- **Task instructions**
Taking the line with "no application state." as the first and the last line of the entries as the final one, copy that span exactly.

Exercise input: Begin

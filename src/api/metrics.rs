//! Prometheus scrape endpoint

use axum::{
    Router,
    http::{StatusCode, header},
    response::{IntoResponse, Response},
    routing::get,
};
use prometheus::{Encoder, TextEncoder};

use crate::metrics::{REGISTRY, REPLICATION_IN_FLIGHT};

/// GET /metrics
async fn scrape() -> Response {
    let encoder = TextEncoder::new();
    let families = REGISTRY.gather();

    match encoder.encode_to_string(&families) {
        Ok(body) => {
            tracing::trace!(
                families = families.len(),
                replica_in_flight = REPLICATION_IN_FLIGHT.get(),
                "Serving metrics scrape"
            );
            (
                StatusCode::OK,
                [(header::CONTENT_TYPE, encoder.format_type().to_string())],
                body,
            )
                .into_response()
        }
        Err(error) => {
            tracing::error!(%error, "Failed to encode metrics");
            (StatusCode::INTERNAL_SERVER_ERROR, "Failed to encode metrics").into_response()
        }
    }
}

/// Router exposing `/metrics`; it needs no application state.
pub fn metrics_router<S>() -> Router<S>
where
    S: Clone + Send + Sync + 'static,
{
    Router::new().route("/metrics", get(scrape))
}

Exercise input: End

- **Output for this exercise**
/// Router exposing `/metrics`; it needs no application state.
pub fn metrics_router<S>() -> Router<S>
where
    S: Clone + Send + Sync + 'static,
{
    Router::new().route("/metrics", get(scrape))
}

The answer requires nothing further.